UPDATED 11:00 EST / JANUARY 13 2021

CLOUD

Oracle Database 21c update lands on Oracle’s cloud

Oracle Corp. today announced the availability of its updated flagship database offering, Oracle Database 21c, on its cloud infrastructure, featuring a raft of additions such as blockchain tables and artificial intelligence features.

The launch of Oracle Database 21c, available today on the Oracle Cloud, comes alongside a new browser-based version of the low-code Oracle APEX Application Development tool that helps companies develop and deploy data-driven applications quickly and easily.

Oracle said one of Oracle Database 21c’s biggest advantages is its converged database engine, which enables it to support multimodel, multiworkload and multitenant requirements. In other words, it can run any kind of workload, anywhere.

Jenny Tsai-Smith, vice-president of database product management at Oracle, told SiliconANGLE this kind of flexibility is necessary for enterprises because they need to move faster than ever before. Digital transformation, she said, requires enterprises to collect and process lots of different types of data and derive insights from that information as quickly as they can.

“Other database platforms from AWS, Microsoft and even Snowflake have siloed, single-purpose databases,” Tsai-Smith said. “But if you need to create modern applications to support relational data, spatial data and support machine learning algorithms, you need to spend more capital and time integrating them. With Oracle Database 21c, customers can have the same database service running on-premises or in the cloud of their choice, thereby eliminating many overheads.”

Oracle said the more than 200 innovations in Oracle Database 21c enable new use cases, optimize its performance for existing use cases and help to improve the productivity of developers, analysts and data scientists alike.

One of the most interesting new innovations is immutable blockchain tables, which bring the security benefits of blockchain to any enterprise app. With immutable blockchain tables, the rows are cryptographically chained together, which makes it virtually impossible for hackers or a malicious employee to tamper with them.

Blockchain can be hard to scale up and hard to operate, Tsai-Smith explained. But with Oracle Database 21c, it can be done with just a single click. Under the covers, she added, it’s insert-only and the row is cryptographically chained to the prior row so it can’t be tampered with.

Oracle Database 21c also adds something called AutoML for In-Database Machine Learning, which makes it easy to build and compare machine learning models at scale, even for people with no experience using them.

“It’s basically a way for us to democratize the use of machine learning algorithms in the database,” Tsai-Smith said. So, for example, a company can take sales history data and figure out who’s most likely to buy something.

For developers, Oracle has introduced In-Database JavaScript, which enables them to work more efficiently in modern programming languages, the company said. The feature makes it possible for JavaScript data processing code to run inside the database, where the data lives, eliminating expensive network round-trips.

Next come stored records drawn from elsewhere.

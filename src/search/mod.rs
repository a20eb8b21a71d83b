pub mod client;
pub mod providers;

pub use client::{BatchSummary, ExportKind, ExportOptions, ExportOutcome, SearchClient, SearchRun};

use crate::config::Config;
use crate::model::InvalidResponse;
use serde::Serialize;

/// Search provider abstraction - the external API sits behind this seam
#[async_trait::async_trait]
pub trait SearchProvider: Send + Sync {
    /// Perform a search query, returning the provider's raw JSON response
    async fn search(&self, query: &str, options: &SearchOptions) -> Result<serde_json::Value, SearchError>;
}

#[derive(Debug, Clone, Copy, Default, PartialEq, Eq, Serialize, clap::ValueEnum)]
#[serde(rename_all = "lowercase")]
pub enum SearchDepth {
    #[default]
    Basic,
    Advanced,
}

#[derive(Debug, Clone, Copy, Default, PartialEq, Eq, Serialize, clap::ValueEnum)]
#[serde(rename_all = "lowercase")]
pub enum SearchTopic {
    #[default]
    General,
    News,
}

/// Search options for filtering and controlling results
#[derive(Debug, Clone, PartialEq)]
pub struct SearchOptions {
    /// Maximum number of results to return (default: 10)
    pub max_results: usize,
    pub search_depth: SearchDepth,
    pub topic: SearchTopic,
    /// Ask the API for a synthesized answer
    pub include_answer: bool,
    pub include_images: bool,
    /// Only include results from these domains (empty = no filter)
    pub include_domains: Vec<String>,
    /// Exclude results from these domains
    pub exclude_domains: Vec<String>,
}

impl Default for SearchOptions {
    fn default() -> Self {
        Self {
            max_results: 10,
            search_depth: SearchDepth::Basic,
            topic: SearchTopic::General,
            include_answer: true,
            include_images: false,
            include_domains: Vec::new(),
            exclude_domains: Vec::new(),
        }
    }
}

impl SearchOptions {
    pub fn from_config(config: &Config) -> Self {
        Self {
            max_results: config.max_search_results,
            ..Self::default()
        }
    }
}

/// Upstream search failures. Passed through to the caller unchanged; nothing
/// here retries.
#[derive(Debug, thiserror::Error)]
pub enum SearchError {
    #[error("search query cannot be empty")]
    EmptyQuery,

    #[error("Invalid API key")]
    InvalidApiKey,

    #[error("Rate limit exceeded")]
    RateLimitExceeded,

    #[error("Usage quota exceeded: {0}")]
    QuotaExceeded(String),

    #[error("API error: {0}")]
    ApiError(String),

    #[error("Network error: {0}")]
    NetworkError(#[from] reqwest::Error),

    #[error(transparent)]
    InvalidResponse(#[from] InvalidResponse),
}
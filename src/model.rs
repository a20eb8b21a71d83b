//! Search response shapes.
//!
//! The Tavily API returns loosely shaped JSON. Everything is normalized here,
//! once, so the formatter and the quality analyzer never have to check for
//! missing fields again.

use serde::{Deserialize, Serialize};
use serde_json::Value;

/// The raw response could not be turned into a [`SearchResponse`].
#[derive(Debug, Clone, PartialEq, thiserror::Error)]
#[error("invalid search response: {0}")]
pub struct InvalidResponse(pub String);

/// One search hit.
#[derive(Debug, Clone, PartialEq, Serialize, Deserialize)]
pub struct ResultRecord {
    /// Page title, empty when the API omitted it
    pub title: String,
    /// Link target. Not validated.
    pub url: String,
    /// Relevance score, nominally in `[0, 1]` but passed through unclamped
    pub score: f64,
    /// Summary or body text
    pub content: String,
}

impl ResultRecord {
    pub fn new(
        title: impl Into<String>,
        url: impl Into<String>,
        score: f64,
        content: impl Into<String>,
    ) -> Self {
        Self {
            title: title.into(),
            url: url.into(),
            score,
            content: content.into(),
        }
    }

    /// Build a record from one entry of the API's `results` array.
    ///
    /// Missing or malformed fields fall back to empty text and a zero score.
    pub fn from_value(value: &Value) -> Self {
        if !value.is_object() {
            tracing::warn!(entry = %value, "search result entry is not an object, using defaults");
        }

        Self {
            title: text_field(value, "title"),
            url: text_field(value, "url"),
            score: number_field(value, "score").unwrap_or(0.0),
            content: text_field(value, "content"),
        }
    }
}

/// One complete search response.
///
/// Read-only once built. The raw JSON it came from is retained for the
/// passthrough export.
#[derive(Debug, Clone, PartialEq, Serialize)]
pub struct SearchResponse {
    query: String,
    response_time: Option<f64>,
    results: Vec<ResultRecord>,
    answer: Option<String>,
    follow_up_questions: Vec<String>,
    #[serde(skip_serializing_if = "Vec::is_empty")]
    images: Vec<String>,
    #[serde(skip)]
    raw: Option<Value>,
}

impl SearchResponse {
    pub fn new(query: impl Into<String>, results: Vec<ResultRecord>) -> Self {
        Self {
            query: query.into(),
            response_time: None,
            results,
            answer: None,
            follow_up_questions: Vec::new(),
            images: Vec::new(),
            raw: None,
        }
    }

    pub fn with_response_time(mut self, seconds: f64) -> Self {
        self.response_time = Some(seconds);
        self
    }

    pub fn with_answer(mut self, answer: impl Into<String>) -> Self {
        let answer = answer.into();
        self.answer = (!answer.trim().is_empty()).then_some(answer);
        self
    }

    pub fn with_follow_up_questions(mut self, questions: Vec<String>) -> Self {
        self.follow_up_questions = questions;
        self
    }

    /// Normalize a raw API response.
    ///
    /// The only hard requirement is a `results` array; an empty array is fine.
    pub fn from_value(raw: Value) -> Result<Self, InvalidResponse> {
        let Some(object) = raw.as_object() else {
            return Err(InvalidResponse("expected a JSON object".into()));
        };

        let results = match object.get("results") {
            Some(Value::Array(entries)) => entries.iter().map(ResultRecord::from_value).collect(),
            Some(other) => {
                return Err(InvalidResponse(format!(
                    "`results` must be an array, got {}",
                    json_type_name(other)
                )))
            }
            None => return Err(InvalidResponse("missing `results` field".into())),
        };

        let answer = match object.get("answer") {
            Some(Value::String(s)) if !s.trim().is_empty() => Some(s.clone()),
            _ => None,
        };

        let follow_up_questions = object
            .get("follow_up_questions")
            .and_then(Value::as_array)
            .map(|questions| {
                questions
                    .iter()
                    .filter_map(|q| q.as_str().map(str::to_string))
                    .collect()
            })
            .unwrap_or_default();

        // Images come back either as bare URLs or as `{url, description}` objects.
        let images = object
            .get("images")
            .and_then(Value::as_array)
            .map(|images| {
                images
                    .iter()
                    .filter_map(|image| match image {
                        Value::String(url) => Some(url.clone()),
                        Value::Object(map) => map.get("url").and_then(Value::as_str).map(str::to_string),
                        _ => None,
                    })
                    .collect()
            })
            .unwrap_or_default();

        Ok(Self {
            query: text_field(&raw, "query"),
            response_time: number_field(&raw, "response_time"),
            results,
            answer,
            follow_up_questions,
            images,
            raw: Some(raw),
        })
    }

    /// Use `fallback` as the query when the API did not echo one back.
    pub fn or_query(mut self, fallback: &str) -> Self {
        if self.query.is_empty() {
            self.query = fallback.to_string();
        }
        self
    }

    pub fn query(&self) -> &str {
        &self.query
    }

    pub fn response_time(&self) -> Option<f64> {
        self.response_time
    }

    pub fn results(&self) -> &[ResultRecord] {
        &self.results
    }

    pub fn answer(&self) -> Option<&str> {
        self.answer.as_deref()
    }

    pub fn follow_up_questions(&self) -> &[String] {
        &self.follow_up_questions
    }

    pub fn images(&self) -> &[String] {
        &self.images
    }

    /// The response exactly as the API returned it, or the typed shape when
    /// the response was built in code.
    pub fn to_raw_value(&self) -> serde_json::Result<Value> {
        match &self.raw {
            Some(raw) => Ok(raw.clone()),
            None => serde_json::to_value(self),
        }
    }
}

fn text_field(value: &Value, key: &str) -> String {
    match value.get(key) {
        None | Some(Value::Null) => String::new(),
        Some(Value::String(s)) => s.clone(),
        Some(other) => other.to_string(),
    }
}

fn number_field(value: &Value, key: &str) -> Option<f64> {
    match value.get(key)? {
        Value::Number(n) => n.as_f64(),
        Value::String(s) => s.trim().parse().ok(),
        _ => None,
    }
}

fn json_type_name(value: &Value) -> &'static str {
    match value {
        Value::Null => "null",
        Value::Bool(_) => "a boolean",
        Value::Number(_) => "a number",
        Value::String(_) => "a string",
        Value::Array(_) => "an array",
        Value::Object(_) => "an object",
    }
}
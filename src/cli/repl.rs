//! Interactive search loop.

use super::Console;
use crate::config::Config;
use crate::format::{FormatError, Formatter, NO_DATA_NOTICE};
use crate::history::SearchHistory;
use crate::search::{SearchClient, SearchOptions};
use anyhow::{Context, Result};
use std::fmt::Write as _;
use std::io::{BufRead, Write as _};
use std::path::PathBuf;
use std::process::ExitCode;
use tokio::sync::mpsc;

const HELP: &str = "\
Commands:
  :json             save the current results as JSON
  :html             save the current results as an HTML report
  :raw              print the raw API response
  :quality          show the quality analysis
  :history          list searches made this session
  :export-history   save the search history as JSON
  :clear-history    forget the search history
  :help             show this help
  :quit             exit
Anything else runs a new search.";

/// One line of interactive input.
#[derive(Debug, Clone, PartialEq, Eq)]
pub enum ReplCommand {
    Json,
    Html,
    Raw,
    Quality,
    History,
    ExportHistory,
    ClearHistory,
    Help,
    Quit,
    Unknown(String),
    Search(String),
    Empty,
}

impl ReplCommand {
    pub fn parse(line: &str) -> Self {
        let line = line.trim();
        if line.is_empty() {
            return ReplCommand::Empty;
        }
        let Some(command) = line.strip_prefix(':') else {
            return ReplCommand::Search(line.to_string());
        };

        match command.trim().to_lowercase().as_str() {
            "json" => ReplCommand::Json,
            "html" => ReplCommand::Html,
            "raw" => ReplCommand::Raw,
            "quality" => ReplCommand::Quality,
            "history" => ReplCommand::History,
            "export-history" => ReplCommand::ExportHistory,
            "clear-history" => ReplCommand::ClearHistory,
            "help" | "h" | "?" => ReplCommand::Help,
            "quit" | "q" | "exit" => ReplCommand::Quit,
            _ => ReplCommand::Unknown(line.to_string()),
        }
    }
}

/// Numbered listing of the session history.
pub fn render_history(history: &SearchHistory) -> String {
    if history.is_empty() {
        return "📜 No searches yet\n".to_string();
    }

    let mut out = format!("📜 Search history ({} searches):\n", history.len());
    for (idx, entry) in history.entries().iter().enumerate() {
        let _ = writeln!(
            out,
            "   {}. [{}] {} ({} results)",
            idx + 1,
            entry.timestamp.format("%Y-%m-%d %H:%M:%S"),
            entry.query,
            entry.results_count
        );
    }
    out
}

struct Session<'a> {
    client: &'a mut SearchClient,
    config: &'a Config,
    options: &'a SearchOptions,
    console: &'a Console,
    formatter: Formatter,
}

impl Session<'_> {
    async fn search(&mut self, query: &str) {
        self.console.info(format!("🔍 Searching: {query}"));
        match self.client.search(query, self.options).await {
            Ok(response) => {
                self.formatter.load_response(response);
                self.console.show_results(&self.formatter);
            }
            Err(e) => self.console.error(format!("Search failed: {e}")),
        }
    }

    fn report_write(&self, label: &str, result: Result<PathBuf, FormatError>) {
        match result {
            Ok(path) => self.console.info(format!("✅ {label} saved: {}", path.display())),
            Err(FormatError::NoResponse) => println!("{NO_DATA_NOTICE}"),
            Err(e) => self.console.error(format!("Save failed: {e}")),
        }
    }

    fn print_raw(&self) -> Result<()> {
        match self.formatter.response() {
            Some(response) => {
                let raw = response.to_raw_value().context("Failed to serialize response")?;
                println!("{}", serde_json::to_string_pretty(&raw)?);
            }
            None => println!("{NO_DATA_NOTICE}"),
        }
        Ok(())
    }

    /// Returns `false` when the loop should stop.
    async fn dispatch(&mut self, command: ReplCommand) -> Result<bool> {
        match command {
            ReplCommand::Empty if !self.formatter.is_loaded() => {
                let query = self.config.default_search_query.clone();
                self.search(&query).await;
            }
            ReplCommand::Empty => {}
            ReplCommand::Search(query) => self.search(&query).await,
            ReplCommand::Json => self.report_write("JSON", self.formatter.write_json(None, true)),
            ReplCommand::Html if !self.config.enable_html_reports => {
                self.console.warn("HTML reports are disabled (ENABLE_HTML_REPORTS)");
            }
            ReplCommand::Html => self.report_write("HTML report", self.formatter.write_html(None, None)),
            ReplCommand::Raw => self.print_raw()?,
            ReplCommand::Quality => print!("{}", self.formatter.render_quality()),
            ReplCommand::History => print!("{}", render_history(self.client.history())),
            ReplCommand::ExportHistory => match self.client.export_history(None) {
                Ok(path) => self.console.info(format!("✅ History saved: {}", path.display())),
                Err(e) => self.console.error(format!("Save failed: {e}")),
            },
            ReplCommand::ClearHistory => {
                self.client.clear_history();
                self.console.info("🧹 History cleared");
            }
            ReplCommand::Help => println!("{HELP}"),
            ReplCommand::Unknown(input) => {
                self.console.error(format!("Unknown command: {input} (try :help)"));
            }
            ReplCommand::Quit => return Ok(false),
        }
        Ok(true)
    }
}

/// Feed lines from `reader` into a channel from a detached thread.
///
/// The thread is never joined, so a read blocked on a terminal cannot keep the
/// runtime from shutting down. It exits at end of input or once the receiver
/// is dropped.
pub fn spawn_line_reader<R>(reader: R) -> std::io::Result<mpsc::Receiver<std::io::Result<String>>>
where
    R: BufRead + Send + 'static,
{
    let (tx, rx) = mpsc::channel(16);
    std::thread::Builder::new()
        .name("stdin-reader".to_string())
        .spawn(move || {
            for line in reader.lines() {
                if tx.blocking_send(line).is_err() {
                    break;
                }
            }
        })?;
    Ok(rx)
}

fn prompt(text: &str) -> Result<()> {
    print!("{text}");
    std::io::stdout().flush().context("Failed to flush stdout")
}

/// Read commands from stdin until `:quit` or end of input.
pub async fn run(
    client: &mut SearchClient,
    config: &Config,
    options: &SearchOptions,
    console: &Console,
) -> Result<ExitCode> {
    let mut session = Session {
        formatter: Formatter::with_output_dir(client.output_dir()),
        client,
        config,
        options,
        console,
    };

    console.info("🤖 Tavily interactive search (:help for commands, :quit to exit)");
    prompt(&format!(
        "🔍 Enter a search query (empty for '{}'): ",
        config.default_search_query
    ))?;

    let mut lines = spawn_line_reader(std::io::BufReader::new(std::io::stdin()))
        .context("Failed to start stdin reader")?;
    while let Some(line) = lines.recv().await {
        let line = line.context("Failed to read from stdin")?;
        if !session.dispatch(ReplCommand::parse(&line)).await? {
            break;
        }
        prompt("\n> ")?;
    }

    console.info("👋 Bye");
    Ok(ExitCode::SUCCESS)
}

#[cfg(test)]
mod tests {
    use super::*;
    use chrono::{Local, TimeZone};

    #[test]
    fn test_parse_commands() {
        assert_eq!(ReplCommand::parse(":json"), ReplCommand::Json);
        assert_eq!(ReplCommand::parse(" :HTML "), ReplCommand::Html);
        assert_eq!(ReplCommand::parse(":raw"), ReplCommand::Raw);
        assert_eq!(ReplCommand::parse(":quality"), ReplCommand::Quality);
        assert_eq!(ReplCommand::parse(":history"), ReplCommand::History);
        assert_eq!(ReplCommand::parse(":export-history"), ReplCommand::ExportHistory);
        assert_eq!(ReplCommand::parse(":clear-history"), ReplCommand::ClearHistory);
        assert_eq!(ReplCommand::parse(":help"), ReplCommand::Help);
        assert_eq!(ReplCommand::parse(":q"), ReplCommand::Quit);
        assert_eq!(ReplCommand::parse(":exit"), ReplCommand::Quit);
    }

    #[test]
    fn test_parse_queries_and_blank_lines() {
        assert_eq!(
            ReplCommand::parse("  rust async runtime "),
            ReplCommand::Search("rust async runtime".into())
        );
        assert_eq!(ReplCommand::parse("   "), ReplCommand::Empty);
        assert_eq!(ReplCommand::parse(":frobnicate"), ReplCommand::Unknown(":frobnicate".into()));
    }

    #[tokio::test]
    async fn test_line_reader_delivers_lines_then_closes() {
        let input = std::io::Cursor::new("rust\n:quality\n\n:quit\n");
        let mut lines = spawn_line_reader(input).unwrap();

        let mut received = Vec::new();
        while let Some(line) = lines.recv().await {
            received.push(line.unwrap());
        }
        assert_eq!(received, ["rust", ":quality", "", ":quit"]);
    }

    #[test]
    fn test_render_history() {
        let mut history = SearchHistory::new();
        assert_eq!(render_history(&history), "📜 No searches yet\n");

        let at = Local.with_ymd_and_hms(2025, 3, 1, 9, 30, 0).unwrap();
        history.record("rust", 5, at);
        history.record("tokio", 0, at);

        let out = render_history(&history);
        assert!(out.starts_with("📜 Search history (2 searches):\n"));
        assert!(out.contains("   1. [2025-03-01 09:30:00] rust (5 results)\n"));
        assert!(out.contains("   2. [2025-03-01 09:30:00] tokio (0 results)\n"));
    }
}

Other new features include more automation of the database’s existing in-memory and sharding capabilities, higher performing graph models and support for persistent memory, Oracle said.

Analysts said in prepared remarks that they were impressed with Oracle’s new capabilities. Carl Olofson, research vice president of data management software at International Data Corp. said the new innovations eliminate the need for a lot of specialized and isolated cloud services and tools.

“Users can avoid the compounding of costs and operational complexity that comes with each additional cloud service that organizations ordinarily use,” Olofson said. “In this way, Oracle is effectively slicing away at this disjointed set of services with a simplified, more technically elegant, and integrated approach that is far better suited for the enterprise needs of 2021.”

“This is a refreshing contrast for organizations that leverage the likes of AWS, which has more than a dozen different databases, each requiring customers to deal with different APIs, ETL approaches and data integration processes,” said ESG Principal Analyst and Practice Director Mark Peters.

The new Oracle Database 21c is available today on Oracle’s cloud, with on-premises versions for Linux and Windows and Oracle’s Exadata database appliance set to arrive in the first half of the year.

Low-code update

The new browser-based Oracle APEX Application Development tool, available now, gives organizations an easy way to build data-drive applications that can be tightly integrated with the Oracle database.

Joel Kallman, senior director of software development for APEX, told SiliconANGLE that APEX is a declarative development environment that makes it possible to create new applications between 20 and 40 times faster than can be done with traditional coding.

Low-code development tools enable users to build apps through a simple drag-and-drop user interface, with only minimal amounts of coding required to add customizations. “Coding should be the exception, not the rule,” Kallman said.

Oracle said that it’s possible to build various types of business applications with the new tool, including those that make it possible to maintain, edit and report on data, and also visualize data. The apps are all tightly integrated with Oracle database, enabling a 10-times reduction in round trips, so users will see much faster response times with data-driven applications. All of the apps are written in the SQL language.

“It is a full-stack solution, users don’t need to buy anything else,” Kallman said. “We manage the infrastructure, middle tier, everything.”

Oracle said that developers who are just getting started can use the APEX Application Development Service for free with the Oracle Cloud Free Tier. For enterprises, the service starts at $360 per month with support for up to 500 users and an unlimited number of apps.